**Your goal**. Below are entries. Reproduce exactly the lines between the line holding "HTTP client defaults" and the line holding "pub const DEFAULT_RAWG_BASE_URL: &str", inclusive, and only those.

**Records shown**.
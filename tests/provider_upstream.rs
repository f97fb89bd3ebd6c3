//! Provider tests against local stand-ins for the IGDB, Twitch and RAWG APIs

use axum::{
    Json, Router,
    extract::{Path, Query, State},
    http::{HeaderMap, StatusCode},
    response::{IntoResponse, Response},
    routing::{get, post},
};
use serde_json::json;
use std::collections::HashMap;
use std::sync::Arc;
use std::sync::atomic::{AtomicBool, AtomicUsize, Ordering};
use tokio::sync::Mutex;

use game_cover_proxy::{
    config::{Config, ProviderKind},
    errors::ProviderError,
    providers::{CoverProvider, ProviderFactory},
    services::CoverCache,
};

#[derive(Default)]
struct Upstream {
    tokens_issued: AtomicUsize,
    cover_requests: AtomicUsize,
    reject_first_token: AtomicBool,
    seen_queries: Mutex<Vec<String>>,
    seen_auth: Mutex<Vec<(String, String)>>,
}

type Shared = Arc<Upstream>;

async fn issue_token(
    State(upstream): State<Shared>,
    Query(params): Query<HashMap<String, String>>,
) -> Response {
    let valid = params.get("client_id").map(String::as_str) == Some("client")
        && params.get("client_secret").map(String::as_str) == Some("secret")
        && params.get("grant_type").map(String::as_str) == Some("client_credentials");
    if !valid {
        return StatusCode::BAD_REQUEST.into_response();
    }

    let n = upstream.tokens_issued.fetch_add(1, Ordering::SeqCst) + 1;
    Json(json!({
        "access_token": format!("token-{n}"),
        "expires_in": 5_000_000,
        "token_type": "bearer",
    }))
    .into_response()
}

async fn igdb_covers(
    State(upstream): State<Shared>,
    headers: HeaderMap,
    body: String,
) -> Response {
    upstream.cover_requests.fetch_add(1, Ordering::SeqCst);

    let client_id = headers
        .get("client-id")
        .and_then(|v| v.to_str().ok())
        .unwrap_or_default()
        .to_string();
    let bearer = headers
        .get("authorization")
        .and_then(|v| v.to_str().ok())
        .and_then(|v| v.strip_prefix("Bearer "))
        .unwrap_or_default()
        .to_string();
    upstream
        .seen_auth
        .lock()
        .await
        .push((client_id.clone(), bearer.clone()));
    upstream.seen_queries.lock().await.push(body.clone());

    if client_id != "client"
        || bearer.is_empty()
        || (bearer == "token-1" && upstream.reject_first_token.load(Ordering::SeqCst))
    {
        return StatusCode::UNAUTHORIZED.into_response();
    }

    let game_id = body
        .split("where game = ")
        .nth(1)
        .and_then(|rest| rest.split(';').next())
        .unwrap_or_default()
        .trim()
        .to_string();

    match game_id.as_str() {
        "1942" => Json(json!([
            { "id": 85424, "url": "//images.igdb.com/igdb/image/upload/t_thumb/co1r76.jpg" }
        ]))
        .into_response(),
        "500" => StatusCode::INTERNAL_SERVER_ERROR.into_response(),
        "666" => "not json".into_response(),
        _ => Json(json!([])).into_response(),
    }
}

async fn rawg_game(
    Path(game_id): Path<String>,
    Query(params): Query<HashMap<String, String>>,
) -> Response {
    if params.get("key").map(String::as_str) != Some("rawg-key") {
        return StatusCode::UNAUTHORIZED.into_response();
    }
    match game_id.as_str() {
        "3498" => Json(json!({
            "id": 3498,
            "name": "Grand Theft Auto V",
            "background_image": "https://media.rawg.io/media/games/456/gta5.jpg"
        }))
        .into_response(),
        "4200" => Json(json!({ "id": 4200, "background_image": null })).into_response(),
        _ => StatusCode::NOT_FOUND.into_response(),
    }
}

async fn spawn_upstream() -> (String, Shared) {
    let upstream: Shared = Arc::new(Upstream::default());
    let router = Router::new()
        .route("/oauth2/token", post(issue_token))
        .route("/v4/covers", post(igdb_covers))
        .route("/api/games/{game_id}", get(rawg_game))
        .with_state(upstream.clone());

    let listener = tokio::net::TcpListener::bind("127.0.0.1:0").await.unwrap();
    let addr = listener.local_addr().unwrap();
    tokio::spawn(async move {
        axum::serve(listener, router).await.unwrap();
    });

    (format!("http://{addr}"), upstream)
}

fn igdb_config(base: &str) -> Config {
    let mut config = Config::default();
    config.provider.kind = ProviderKind::Igdb;
    config.provider.igdb.client_id = "client".to_string();
    config.provider.igdb.client_secret = Some("secret".to_string());
    config.provider.igdb.base_url = format!("{base}/v4");
    config.provider.igdb.token_url = format!("{base}/oauth2/token");
    config
}

fn rawg_config(base: &str) -> Config {
    let mut config = Config::default();
    config.provider.kind = ProviderKind::Rawg;
    config.provider.rawg.api_key = "rawg-key".to_string();
    config.provider.rawg.base_url = format!("{base}/api");
    config
}

#[tokio::test]
async fn test_igdb_lookup_sends_query_and_credentials() {
    let (base, upstream) = spawn_upstream().await;
    let provider = ProviderFactory::create(&igdb_config(&base)).unwrap();

    let url = provider.cover_url("1942").await.unwrap();

    assert_eq!(
        url.as_deref(),
        Some("//images.igdb.com/igdb/image/upload/t_thumb/co1r76.jpg")
    );
    assert_eq!(
        upstream.seen_queries.lock().await.as_slice(),
        ["fields url; where game = 1942; limit 1;".to_string()]
    );
    assert_eq!(
        upstream.seen_auth.lock().await.as_slice(),
        [("client".to_string(), "token-1".to_string())]
    );
}

#[tokio::test]
async fn test_igdb_token_is_reused_across_lookups() {
    let (base, upstream) = spawn_upstream().await;
    let provider = ProviderFactory::create(&igdb_config(&base)).unwrap();

    for id in ["1942", "1", "2"] {
        provider.cover_url(id).await.unwrap();
    }

    assert_eq!(upstream.tokens_issued.load(Ordering::SeqCst), 1);
    assert_eq!(upstream.cover_requests.load(Ordering::SeqCst), 3);
}

#[tokio::test]
async fn test_igdb_empty_result_is_not_found() {
    let (base, _) = spawn_upstream().await;
    let provider = ProviderFactory::create(&igdb_config(&base)).unwrap();

    assert_eq!(provider.cover_url("31337").await.unwrap(), None);
}

#[tokio::test]
async fn test_igdb_upstream_errors_surface_as_provider_errors() {
    let (base, _) = spawn_upstream().await;
    let provider = ProviderFactory::create(&igdb_config(&base)).unwrap();

    let err = provider.cover_url("500").await.unwrap_err();
    assert!(matches!(err, ProviderError::Http { status: 500, .. }));

    let err = provider.cover_url("666").await.unwrap_err();
    assert!(matches!(err, ProviderError::Parse { .. }));
}

#[tokio::test]
async fn test_rejected_token_is_refreshed_on_next_call() {
    let (base, upstream) = spawn_upstream().await;
    upstream.reject_first_token.store(true, Ordering::SeqCst);
    let provider = ProviderFactory::create(&igdb_config(&base)).unwrap();

    let err = provider.cover_url("1942").await.unwrap_err();
    assert!(err.is_unauthorized());

    let url = provider.cover_url("1942").await.unwrap();
    assert!(url.is_some());
    assert_eq!(upstream.tokens_issued.load(Ordering::SeqCst), 2);
}

#[tokio::test]
async fn test_static_igdb_token_skips_token_endpoint() {
    let (base, upstream) = spawn_upstream().await;
    let mut config = igdb_config(&base);
    config.provider.igdb.client_secret = None;
    config.provider.igdb.access_token = Some("static-token".to_string());
    let provider = ProviderFactory::create(&config).unwrap();

    provider.cover_url("1942").await.unwrap();

    assert_eq!(upstream.tokens_issued.load(Ordering::SeqCst), 0);
    assert_eq!(
        upstream.seen_auth.lock().await.as_slice(),
        [("client".to_string(), "static-token".to_string())]
    );
}

#[tokio::test]
async fn test_bad_client_secret_is_an_authentication_failure() {
    let (base, upstream) = spawn_upstream().await;
    let mut config = igdb_config(&base);
    config.provider.igdb.client_secret = Some("wrong".to_string());
    let provider = ProviderFactory::create(&config).unwrap();

    let err = provider.cover_url("1942").await.unwrap_err();

    assert!(matches!(err, ProviderError::AuthenticationFailed { .. }));
    assert_eq!(upstream.cover_requests.load(Ordering::SeqCst), 0);
}

#[tokio::test]
async fn test_rawg_lookup() {
    let (base, _) = spawn_upstream().await;
    let provider = ProviderFactory::create(&rawg_config(&base)).unwrap();

    assert_eq!(
        provider.cover_url("3498").await.unwrap().as_deref(),
        Some("https://media.rawg.io/media/games/456/gta5.jpg")
    );
    assert_eq!(provider.cover_url("4200").await.unwrap(), None);
    assert_eq!(provider.cover_url("1").await.unwrap(), None);
}

#[tokio::test]
async fn test_rawg_bad_key_is_an_http_error() {
    let (base, _) = spawn_upstream().await;
    let mut config = rawg_config(&base);
    config.provider.rawg.api_key = "nope".to_string();
    let provider = ProviderFactory::create(&config).unwrap();

    let err = provider.cover_url("3498").await.unwrap_err();
    assert!(matches!(err, ProviderError::Http { status: 401, .. }));
}

#[tokio::test]
async fn test_cache_over_igdb_normalizes_and_caches() {
    let (base, upstream) = spawn_upstream().await;
    let config = igdb_config(&base);
    let provider = ProviderFactory::create(&config).unwrap();
    let cache = CoverCache::new(provider, &config.cache);

    let ids = vec!["1942".to_string(), "31337".to_string(), "500".to_string()];
    let first = cache.lookup(&ids).await;
    let second = cache.lookup(&ids).await;

    assert_eq!(
        first["1942"].as_deref(),
        Some("https://images.igdb.com/igdb/image/upload/t_cover_big/co1r76.jpg")
    );
    assert_eq!(first["31337"], None);
    assert_eq!(first["500"], None);
    assert_eq!(first, second);

    // 3 on the first pass, then only the two unresolved ids again
    assert_eq!(upstream.cover_requests.load(Ordering::SeqCst), 5);
}
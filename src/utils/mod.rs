pub mod url;

pub use url::UrlUtils;
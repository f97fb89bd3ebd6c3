//! Cover lookup cache
//!
//! Maps game ids to absolute cover URLs and consults the provider only for ids
//! it has not resolved before.
//!
//! Concurrency policy: the store is behind a `RwLock` that is never held across
//! a provider call. Two requests racing on the same uncached id will both call
//! the provider and the last writer wins; there is no single-flight. Misses
//! (not found or failed) are not stored, so they are retried on the next
//! request. Without `max_entries` the store grows for the life of the process.

use futures::future::join_all;
use lru::LruCache;
use std::collections::{HashMap, HashSet};
use std::num::NonZeroUsize;
use std::sync::Arc;
use std::sync::atomic::{AtomicU64, Ordering};
use tokio::sync::RwLock;
use tracing::{debug, info, warn};

use crate::config::CacheConfig;
use crate::models::{CacheStats, CoverMap};
use crate::providers::CoverProvider;
use crate::utils::UrlUtils;

/// Backing map. The bounded variant evicts the least recently inserted cover;
/// reads use `peek` and never reorder.
enum CoverStore {
    Unbounded(HashMap<String, String>),
    Bounded(LruCache<String, String>),
}

impl CoverStore {
    fn get(&self, game_id: &str) -> Option<&String> {
        match self {
            CoverStore::Unbounded(map) => map.get(game_id),
            CoverStore::Bounded(lru) => lru.peek(game_id),
        }
    }

    /// Insert a cover, returning true when another entry was evicted to make room
    fn insert(&mut self, game_id: String, url: String) -> bool {
        match self {
            CoverStore::Unbounded(map) => {
                map.insert(game_id, url);
                false
            }
            CoverStore::Bounded(lru) => {
                let key = game_id.clone();
                matches!(lru.push(game_id, url), Some((evicted, _)) if evicted != key)
            }
        }
    }

    fn len(&self) -> usize {
        match self {
            CoverStore::Unbounded(map) => map.len(),
            CoverStore::Bounded(lru) => lru.len(),
        }
    }
}

#[derive(Default)]
struct CacheCounters {
    hits: AtomicU64,
    misses: AtomicU64,
    upstream_lookups: AtomicU64,
    upstream_failures: AtomicU64,
    not_found: AtomicU64,
    evictions: AtomicU64,
}

impl CacheCounters {
    fn add(counter: &AtomicU64, n: usize) {
        counter.fetch_add(n as u64, Ordering::Relaxed);
    }
}

pub struct CoverCache {
    provider: Arc<dyn CoverProvider>,
    provider_name: &'static str,
    store: RwLock<CoverStore>,
    max_entries: Option<usize>,
    cover_size: Option<String>,
    counters: CacheCounters,
}

impl CoverCache {
    pub fn new(provider: Arc<dyn CoverProvider>, config: &CacheConfig) -> Self {
        let capacity = config.max_entries.and_then(NonZeroUsize::new);
        let store = match capacity {
            Some(capacity) => CoverStore::Bounded(LruCache::new(capacity)),
            None => CoverStore::Unbounded(HashMap::new()),
        };
        let provider_name = provider.name();

        info!(
            "Cover cache initialized (provider: {}, bound: {})",
            provider_name,
            capacity.map_or_else(|| "unbounded".to_string(), |c| c.to_string())
        );

        Self {
            provider,
            provider_name,
            store: RwLock::new(store),
            max_entries: capacity.map(NonZeroUsize::get),
            cover_size: config.cover_size.clone(),
            counters: CacheCounters::default(),
        }
    }

    pub fn provider_name(&self) -> &'static str {
        self.provider_name
    }

    /// Resolve every requested id to its cover URL or `None`
    ///
    /// The returned map has exactly one key per distinct requested id. Ids
    /// already cached are answered without touching the provider; the rest are
    /// looked up concurrently and the batch waits for all of them to settle.
    pub async fn lookup(&self, game_ids: &[String]) -> CoverMap {
        let mut result = CoverMap::new();

        let mut seen = HashSet::new();
        let requested: Vec<&str> = game_ids
            .iter()
            .map(String::as_str)
            .filter(|id| seen.insert(*id))
            .collect();

        if requested.is_empty() {
            return result;
        }

        let mut missing = Vec::new();
        {
            let store = self.store.read().await;
            for id in requested {
                match store.get(id) {
                    Some(url) => {
                        result.insert(id.to_string(), Some(url.clone()));
                    }
                    None => missing.push(id),
                }
            }
        }

        CacheCounters::add(&self.counters.hits, result.len());
        CacheCounters::add(&self.counters.misses, missing.len());

        if missing.is_empty() {
            debug!("Cover lookup served {} ids from cache", result.len());
            return result;
        }

        let settled = join_all(missing.iter().map(|id| self.fetch(id))).await;

        let resolved: Vec<(&str, &String)> = missing
            .iter()
            .zip(settled.iter())
            .filter_map(|(id, url)| url.as_ref().map(|url| (*id, url)))
            .collect();

        if !resolved.is_empty() {
            let mut store = self.store.write().await;
            for (id, url) in &resolved {
                if store.insert(id.to_string(), (*url).clone()) {
                    self.counters.evictions.fetch_add(1, Ordering::Relaxed);
                }
            }
        }

        debug!(
            "Cover lookup: {} cached, {} fetched, {} unresolved",
            result.len(),
            resolved.len(),
            missing.len() - resolved.len()
        );

        for (id, url) in missing.into_iter().zip(settled) {
            result.insert(id.to_string(), url);
        }

        result
    }

    /// Resolve a single id; same caching rules as [`CoverCache::lookup`]
    pub async fn lookup_one(&self, game_id: &str) -> Option<String> {
        self.lookup(&[game_id.to_string()])
            .await
            .remove(game_id)
            .flatten()
    }

    /// Cached cover for an id, without consulting the provider
    pub async fn get_cached(&self, game_id: &str) -> Option<String> {
        self.store.read().await.get(game_id).cloned()
    }

    pub async fn len(&self) -> usize {
        self.store.read().await.len()
    }

    pub async fn is_empty(&self) -> bool {
        self.len().await == 0
    }

    pub async fn stats(&self) -> CacheStats {
        let counters = &self.counters;
        CacheStats {
            provider: self.provider_name.to_string(),
            entries: self.len().await,
            max_entries: self.max_entries,
            hits: counters.hits.load(Ordering::Relaxed),
            misses: counters.misses.load(Ordering::Relaxed),
            upstream_lookups: counters.upstream_lookups.load(Ordering::Relaxed),
            upstream_failures: counters.upstream_failures.load(Ordering::Relaxed),
            not_found: counters.not_found.load(Ordering::Relaxed),
            evictions: counters.evictions.load(Ordering::Relaxed),
        }
    }

    /// One provider call; every failure collapses to `None` for this id only
    async fn fetch(&self, game_id: &str) -> Option<String> {
        self.counters.upstream_lookups.fetch_add(1, Ordering::Relaxed);

        match self.provider.cover_url(game_id).await {
            Ok(Some(raw)) => Some(UrlUtils::normalize_cover_url(
                &raw,
                self.cover_size.as_deref(),
            )),
            Ok(None) => {
                self.counters.not_found.fetch_add(1, Ordering::Relaxed);
                debug!(game_id = %game_id, provider = self.provider_name, "No cover found");
                None
            }
            Err(e) => {
                self.counters.upstream_failures.fetch_add(1, Ordering::Relaxed);
                warn!(
                    game_id = %game_id,
                    provider = self.provider_name,
                    error = %UrlUtils::obfuscate_credentials(&e.to_string()),
                    "Cover lookup failed"
                );
                None
            }
        }
    }
}
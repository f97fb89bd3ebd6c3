/// Configuration default values
///
/// This module contains all the default values for configuration options,
/// making them easily changeable in one central location.
// Web server defaults
pub const DEFAULT_HOST: &str = "0.0.0.0";
pub const DEFAULT_PORT: u16 = 8080;
pub const DEFAULT_REQUEST_TIMEOUT: &str = "30s";
pub const DEFAULT_MAX_IDS_PER_REQUEST: usize = 500;

// Outbound HTTP client defaults
pub const DEFAULT_CONNECT_TIMEOUT: &str = "10s";
pub const DEFAULT_UPSTREAM_TIMEOUT: &str = "15s";

// Cover cache defaults
pub const DEFAULT_COVER_SIZE: &str = "cover_big";
/// Scheme prepended to protocol-relative cover URLs
pub const COVER_URL_SCHEME: &str = "https:";

// Provider defaults
pub const DEFAULT_IGDB_BASE_URL: &str = "https://api.igdb.com/v4";
pub const DEFAULT_TWITCH_TOKEN_URL: &str = "https://id.twitch.tv/oauth2/token";
pub const DEFAULT_RAWG_BASE_URL: &str = "https://api.rawg.io/api";
/// Tokens are refreshed this many seconds before Twitch says they expire
pub const TOKEN_EXPIRY_MARGIN_SECS: u64 = 60;

// Environment overrides for provider secrets
pub const ENV_IGDB_CLIENT_ID: &str = "IGDB_CLIENT_ID";
pub const ENV_IGDB_CLIENT_SECRET: &str = "IGDB_CLIENT_SECRET";
pub const ENV_IGDB_ACCESS_TOKEN: &str = "IGDB_ACCESS_TOKEN";
pub const ENV_RAWG_API_KEY: &str = "RAWG_API_KEY";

**Written response**.
// Outbound HTTP client defaults
pub const DEFAULT_CONNECT_TIMEOUT: &str = "10s";
pub const DEFAULT_UPSTREAM_TIMEOUT: &str = "15s";

// Cover cache defaults
pub const DEFAULT_COVER_SIZE: &str = "cover_big";
/// Scheme prepended to protocol-relative cover URLs
pub const COVER_URL_SCHEME: &str = "https:";

// Provider defaults
pub const DEFAULT_IGDB_BASE_URL: &str = "https://api.igdb.com/v4";
pub const DEFAULT_TWITCH_TOKEN_URL: &str = "https://id.twitch.tv/oauth2/token";
pub const DEFAULT_RAWG_BASE_URL: &str = "https://api.rawg.io/api";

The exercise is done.